TASK DIRECTIONS
First find the line with "app-scoped action registry." in the entries below, then set down exactly every line through the line with "time. App-contributed actions", that line included.

···

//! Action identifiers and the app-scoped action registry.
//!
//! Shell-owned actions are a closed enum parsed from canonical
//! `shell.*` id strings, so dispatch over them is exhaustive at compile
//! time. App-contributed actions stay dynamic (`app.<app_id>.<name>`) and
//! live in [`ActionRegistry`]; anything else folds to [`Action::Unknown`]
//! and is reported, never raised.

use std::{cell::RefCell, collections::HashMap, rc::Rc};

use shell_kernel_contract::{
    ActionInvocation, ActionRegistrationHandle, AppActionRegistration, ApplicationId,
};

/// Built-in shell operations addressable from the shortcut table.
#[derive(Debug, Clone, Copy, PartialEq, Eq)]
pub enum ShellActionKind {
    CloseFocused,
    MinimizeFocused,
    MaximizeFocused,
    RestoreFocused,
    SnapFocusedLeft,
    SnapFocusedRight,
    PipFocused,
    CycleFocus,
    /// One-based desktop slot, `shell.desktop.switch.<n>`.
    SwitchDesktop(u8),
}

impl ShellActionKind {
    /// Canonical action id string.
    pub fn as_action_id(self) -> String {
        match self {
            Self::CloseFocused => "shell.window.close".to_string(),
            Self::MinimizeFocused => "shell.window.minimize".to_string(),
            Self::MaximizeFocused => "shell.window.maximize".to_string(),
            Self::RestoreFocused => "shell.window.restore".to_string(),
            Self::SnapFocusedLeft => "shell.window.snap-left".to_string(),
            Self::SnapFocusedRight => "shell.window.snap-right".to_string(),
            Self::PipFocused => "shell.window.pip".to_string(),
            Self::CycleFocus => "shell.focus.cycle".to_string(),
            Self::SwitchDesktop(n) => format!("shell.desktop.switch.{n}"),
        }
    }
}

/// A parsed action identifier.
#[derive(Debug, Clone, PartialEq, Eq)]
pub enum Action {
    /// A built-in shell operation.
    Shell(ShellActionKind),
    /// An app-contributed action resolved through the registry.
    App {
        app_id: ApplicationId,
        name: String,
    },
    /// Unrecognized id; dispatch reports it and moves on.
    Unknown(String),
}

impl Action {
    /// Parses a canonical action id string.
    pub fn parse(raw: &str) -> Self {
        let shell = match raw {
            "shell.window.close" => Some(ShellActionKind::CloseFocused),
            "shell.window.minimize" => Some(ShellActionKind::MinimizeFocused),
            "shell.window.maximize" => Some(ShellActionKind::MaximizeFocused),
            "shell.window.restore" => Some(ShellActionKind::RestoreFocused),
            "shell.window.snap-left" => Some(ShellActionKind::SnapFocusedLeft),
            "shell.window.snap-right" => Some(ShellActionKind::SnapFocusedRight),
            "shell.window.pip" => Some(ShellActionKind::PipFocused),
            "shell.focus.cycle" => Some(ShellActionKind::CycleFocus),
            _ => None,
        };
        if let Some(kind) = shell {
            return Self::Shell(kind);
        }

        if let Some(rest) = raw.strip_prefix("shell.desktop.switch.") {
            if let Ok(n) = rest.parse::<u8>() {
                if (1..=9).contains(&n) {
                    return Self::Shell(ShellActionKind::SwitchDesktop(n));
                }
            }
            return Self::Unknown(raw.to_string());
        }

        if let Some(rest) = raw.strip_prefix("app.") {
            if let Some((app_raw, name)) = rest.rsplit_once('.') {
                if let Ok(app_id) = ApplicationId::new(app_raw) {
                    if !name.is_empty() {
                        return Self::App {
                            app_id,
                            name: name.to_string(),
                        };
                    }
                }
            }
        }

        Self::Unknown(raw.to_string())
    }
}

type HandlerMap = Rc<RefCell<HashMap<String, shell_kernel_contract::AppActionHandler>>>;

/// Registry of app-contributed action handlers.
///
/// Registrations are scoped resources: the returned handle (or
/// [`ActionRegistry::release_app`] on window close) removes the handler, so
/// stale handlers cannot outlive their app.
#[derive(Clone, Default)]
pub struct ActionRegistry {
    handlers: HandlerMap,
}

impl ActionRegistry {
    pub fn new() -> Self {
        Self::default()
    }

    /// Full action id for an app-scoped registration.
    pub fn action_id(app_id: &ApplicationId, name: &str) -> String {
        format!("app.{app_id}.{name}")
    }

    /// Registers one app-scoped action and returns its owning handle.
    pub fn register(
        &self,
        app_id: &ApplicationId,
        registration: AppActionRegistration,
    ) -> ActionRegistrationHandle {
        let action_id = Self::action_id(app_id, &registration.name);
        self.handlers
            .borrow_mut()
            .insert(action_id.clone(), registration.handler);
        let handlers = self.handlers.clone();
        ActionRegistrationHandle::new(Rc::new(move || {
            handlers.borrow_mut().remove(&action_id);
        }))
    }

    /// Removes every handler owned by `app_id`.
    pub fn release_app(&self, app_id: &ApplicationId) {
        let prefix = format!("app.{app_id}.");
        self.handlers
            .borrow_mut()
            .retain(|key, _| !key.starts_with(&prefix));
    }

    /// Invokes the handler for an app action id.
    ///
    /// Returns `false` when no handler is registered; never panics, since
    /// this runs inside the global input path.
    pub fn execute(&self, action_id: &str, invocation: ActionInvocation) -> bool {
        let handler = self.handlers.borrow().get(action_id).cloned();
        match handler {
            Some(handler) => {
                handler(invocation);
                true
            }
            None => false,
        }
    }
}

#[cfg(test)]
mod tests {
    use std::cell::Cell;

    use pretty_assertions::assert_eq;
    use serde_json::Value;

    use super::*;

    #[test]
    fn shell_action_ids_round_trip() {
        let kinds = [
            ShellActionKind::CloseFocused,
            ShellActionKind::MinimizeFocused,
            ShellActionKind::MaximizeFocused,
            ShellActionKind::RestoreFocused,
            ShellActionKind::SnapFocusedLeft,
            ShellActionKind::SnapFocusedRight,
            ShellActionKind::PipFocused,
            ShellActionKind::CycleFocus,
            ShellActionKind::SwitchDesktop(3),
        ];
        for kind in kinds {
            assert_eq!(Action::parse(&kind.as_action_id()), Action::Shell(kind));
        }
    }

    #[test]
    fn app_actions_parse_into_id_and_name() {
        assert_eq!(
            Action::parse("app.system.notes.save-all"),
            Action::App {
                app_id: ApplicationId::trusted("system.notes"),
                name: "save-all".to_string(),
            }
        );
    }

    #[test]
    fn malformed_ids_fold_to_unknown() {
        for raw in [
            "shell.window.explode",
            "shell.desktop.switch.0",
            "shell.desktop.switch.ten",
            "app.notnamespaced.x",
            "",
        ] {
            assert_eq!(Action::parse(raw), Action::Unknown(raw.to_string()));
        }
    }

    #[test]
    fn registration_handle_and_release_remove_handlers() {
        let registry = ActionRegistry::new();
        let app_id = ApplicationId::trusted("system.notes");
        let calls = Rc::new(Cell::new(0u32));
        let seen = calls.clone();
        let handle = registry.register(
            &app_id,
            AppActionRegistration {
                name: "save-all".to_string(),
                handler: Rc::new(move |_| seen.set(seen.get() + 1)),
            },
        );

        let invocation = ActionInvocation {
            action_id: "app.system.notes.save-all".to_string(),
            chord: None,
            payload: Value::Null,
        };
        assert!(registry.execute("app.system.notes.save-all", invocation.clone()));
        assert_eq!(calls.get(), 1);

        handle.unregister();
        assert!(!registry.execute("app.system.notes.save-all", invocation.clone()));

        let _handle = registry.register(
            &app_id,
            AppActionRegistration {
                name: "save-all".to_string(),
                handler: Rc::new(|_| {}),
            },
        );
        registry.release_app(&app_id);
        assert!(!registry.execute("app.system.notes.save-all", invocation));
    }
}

···

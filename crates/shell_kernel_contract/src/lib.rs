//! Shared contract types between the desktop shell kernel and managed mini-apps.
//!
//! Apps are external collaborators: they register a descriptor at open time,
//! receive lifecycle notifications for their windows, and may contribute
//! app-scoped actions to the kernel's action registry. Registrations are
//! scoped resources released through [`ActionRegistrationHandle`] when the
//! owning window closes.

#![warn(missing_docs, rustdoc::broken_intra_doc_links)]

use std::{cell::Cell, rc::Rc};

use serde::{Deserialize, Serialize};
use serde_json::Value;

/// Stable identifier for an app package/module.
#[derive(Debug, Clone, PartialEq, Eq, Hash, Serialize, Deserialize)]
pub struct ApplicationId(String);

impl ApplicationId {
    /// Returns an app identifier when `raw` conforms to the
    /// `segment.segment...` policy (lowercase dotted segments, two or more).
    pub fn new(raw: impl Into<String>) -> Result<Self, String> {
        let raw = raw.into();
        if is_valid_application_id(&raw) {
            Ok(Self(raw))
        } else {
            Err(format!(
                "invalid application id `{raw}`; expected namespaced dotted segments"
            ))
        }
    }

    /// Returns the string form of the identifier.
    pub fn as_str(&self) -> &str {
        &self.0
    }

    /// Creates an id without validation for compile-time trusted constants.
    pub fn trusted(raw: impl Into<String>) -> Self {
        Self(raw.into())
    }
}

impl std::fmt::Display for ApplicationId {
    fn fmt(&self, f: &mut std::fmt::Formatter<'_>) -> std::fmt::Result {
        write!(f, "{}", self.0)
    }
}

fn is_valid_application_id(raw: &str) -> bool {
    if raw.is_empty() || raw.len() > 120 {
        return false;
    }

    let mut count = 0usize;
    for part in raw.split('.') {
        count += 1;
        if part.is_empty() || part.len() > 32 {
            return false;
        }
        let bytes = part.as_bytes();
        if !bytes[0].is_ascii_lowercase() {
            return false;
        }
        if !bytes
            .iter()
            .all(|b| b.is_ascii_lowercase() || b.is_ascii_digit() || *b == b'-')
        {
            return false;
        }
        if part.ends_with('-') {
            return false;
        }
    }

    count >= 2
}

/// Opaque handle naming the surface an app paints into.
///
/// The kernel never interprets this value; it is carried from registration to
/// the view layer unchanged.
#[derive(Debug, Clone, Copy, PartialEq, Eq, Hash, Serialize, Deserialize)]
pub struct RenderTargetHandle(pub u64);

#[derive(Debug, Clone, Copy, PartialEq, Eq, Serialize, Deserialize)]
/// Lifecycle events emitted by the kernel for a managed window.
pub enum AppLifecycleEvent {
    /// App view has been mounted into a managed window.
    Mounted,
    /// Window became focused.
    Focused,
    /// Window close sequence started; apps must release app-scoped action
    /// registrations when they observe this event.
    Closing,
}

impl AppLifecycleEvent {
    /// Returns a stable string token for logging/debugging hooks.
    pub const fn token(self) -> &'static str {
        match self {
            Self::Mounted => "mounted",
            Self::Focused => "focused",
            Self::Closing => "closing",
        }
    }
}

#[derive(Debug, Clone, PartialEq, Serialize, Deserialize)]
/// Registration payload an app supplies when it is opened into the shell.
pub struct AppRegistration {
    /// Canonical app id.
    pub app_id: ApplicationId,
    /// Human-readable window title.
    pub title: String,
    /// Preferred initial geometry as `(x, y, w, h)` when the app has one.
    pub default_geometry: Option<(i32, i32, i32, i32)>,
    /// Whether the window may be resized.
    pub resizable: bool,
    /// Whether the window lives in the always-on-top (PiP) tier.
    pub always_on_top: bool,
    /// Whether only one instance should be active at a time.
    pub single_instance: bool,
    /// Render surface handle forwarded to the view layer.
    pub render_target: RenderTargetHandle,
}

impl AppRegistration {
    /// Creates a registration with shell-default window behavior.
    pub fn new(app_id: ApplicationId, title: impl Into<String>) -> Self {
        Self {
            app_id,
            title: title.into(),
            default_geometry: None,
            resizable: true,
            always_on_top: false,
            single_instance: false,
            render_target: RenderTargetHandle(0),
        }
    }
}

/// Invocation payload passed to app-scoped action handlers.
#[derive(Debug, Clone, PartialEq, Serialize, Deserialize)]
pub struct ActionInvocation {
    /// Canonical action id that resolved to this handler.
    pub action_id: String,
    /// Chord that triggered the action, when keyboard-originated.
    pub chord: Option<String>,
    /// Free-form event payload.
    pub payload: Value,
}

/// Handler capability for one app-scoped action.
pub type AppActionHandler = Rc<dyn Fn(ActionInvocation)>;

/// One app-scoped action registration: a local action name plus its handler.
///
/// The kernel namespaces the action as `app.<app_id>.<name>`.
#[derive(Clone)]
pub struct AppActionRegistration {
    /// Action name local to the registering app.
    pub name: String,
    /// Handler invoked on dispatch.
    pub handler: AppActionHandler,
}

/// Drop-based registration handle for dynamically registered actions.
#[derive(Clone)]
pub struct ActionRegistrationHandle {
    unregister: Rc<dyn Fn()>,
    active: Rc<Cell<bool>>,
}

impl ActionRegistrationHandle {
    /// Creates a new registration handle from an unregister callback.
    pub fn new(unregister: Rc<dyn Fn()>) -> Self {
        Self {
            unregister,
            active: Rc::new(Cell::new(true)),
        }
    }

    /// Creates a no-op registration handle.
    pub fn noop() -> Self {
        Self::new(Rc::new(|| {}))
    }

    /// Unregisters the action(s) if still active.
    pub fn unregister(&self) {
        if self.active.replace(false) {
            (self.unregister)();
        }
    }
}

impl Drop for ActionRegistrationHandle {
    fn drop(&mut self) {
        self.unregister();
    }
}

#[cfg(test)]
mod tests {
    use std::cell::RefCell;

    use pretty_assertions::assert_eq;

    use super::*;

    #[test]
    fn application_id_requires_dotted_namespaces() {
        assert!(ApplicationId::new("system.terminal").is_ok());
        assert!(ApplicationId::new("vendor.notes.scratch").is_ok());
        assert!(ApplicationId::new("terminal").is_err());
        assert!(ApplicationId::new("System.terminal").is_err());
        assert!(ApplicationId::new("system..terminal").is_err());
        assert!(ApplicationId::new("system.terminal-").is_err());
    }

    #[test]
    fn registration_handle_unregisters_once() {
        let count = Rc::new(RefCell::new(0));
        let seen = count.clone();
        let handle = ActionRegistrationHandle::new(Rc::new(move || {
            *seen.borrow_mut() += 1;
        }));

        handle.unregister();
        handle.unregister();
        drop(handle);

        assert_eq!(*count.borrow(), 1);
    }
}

···

RESPONSE AREA
//! Action identifiers and the app-scoped action registry.
//!
//! Shell-owned actions are a closed enum parsed from canonical
//! `shell.*` id strings, so dispatch over them is exhaustive at compile
//! time. App-contributed actions stay dynamic (`app.<app_id>.<name>`) and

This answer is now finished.